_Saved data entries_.

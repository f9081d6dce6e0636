//! Download stage
//!
//! Fetches the raw document under the per-source deadline, probes that it is
//! a trust list document at all, and applies digest change detection. A
//! failure here gates the whole cycle for the source: parsing and validation
//! are left untouched.

use crate::cache::CacheEntry;
use crate::digest::sha256_hex;
use crate::error::TlError;
use crate::loader::DataLoader;
use crate::parser::ListParser;
use crate::refresh::StageOutcome;
use crate::source::Source;
use std::time::Duration;
use tokio::time::timeout;
use tracing::{debug, warn};

pub(crate) async fn run(
    entry: &mut CacheEntry<Vec<u8>>,
    source: &Source,
    loader: &dyn DataLoader,
    parser: &dyn ListParser,
    fetch_timeout: Duration,
) -> StageOutcome {
    let fetched = match timeout(fetch_timeout, loader.fetch(&source.url)).await {
        Ok(result) => result,
        Err(_) => Err(TlError::FetchTimeout {
            url: source.url.clone(),
            seconds: fetch_timeout.as_secs(),
        }),
    };

    let bytes = match fetched {
        Ok(bytes) if bytes.is_empty() => {
            let err = TlError::EmptyContent {
                url: source.url.clone(),
            };
            warn!("Download failed for source {}: {}", source.id, err);
            entry.record_error(&err);
            return StageOutcome::Failed;
        }
        Ok(bytes) => bytes,
        Err(err) => {
            warn!("Download failed for source {}: {}", source.id, err);
            entry.record_error(&err);
            return StageOutcome::Failed;
        }
    };

    if let Err(err) = parser.check_conformity(&bytes) {
        warn!("Downloaded content for source {} rejected: {}", source.id, err);
        entry.record_error(&err);
        return StageOutcome::Failed;
    }

    let digest = sha256_hex(&bytes);
    let changed = entry.record_value(bytes, digest.clone(), digest);
    if changed {
        debug!("Source {} downloaded new content", source.id);
        StageOutcome::Updated
    } else {
        debug!("Source {} content unchanged", source.id);
        StageOutcome::Unchanged
    }
}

_YOUR GOAL_. From the entries above, copy out every line where the string "ListParser" appears.

_RESPONSE TO THIS EXERCISE_.
use crate::parser::ListParser;
    parser: &dyn ListParser,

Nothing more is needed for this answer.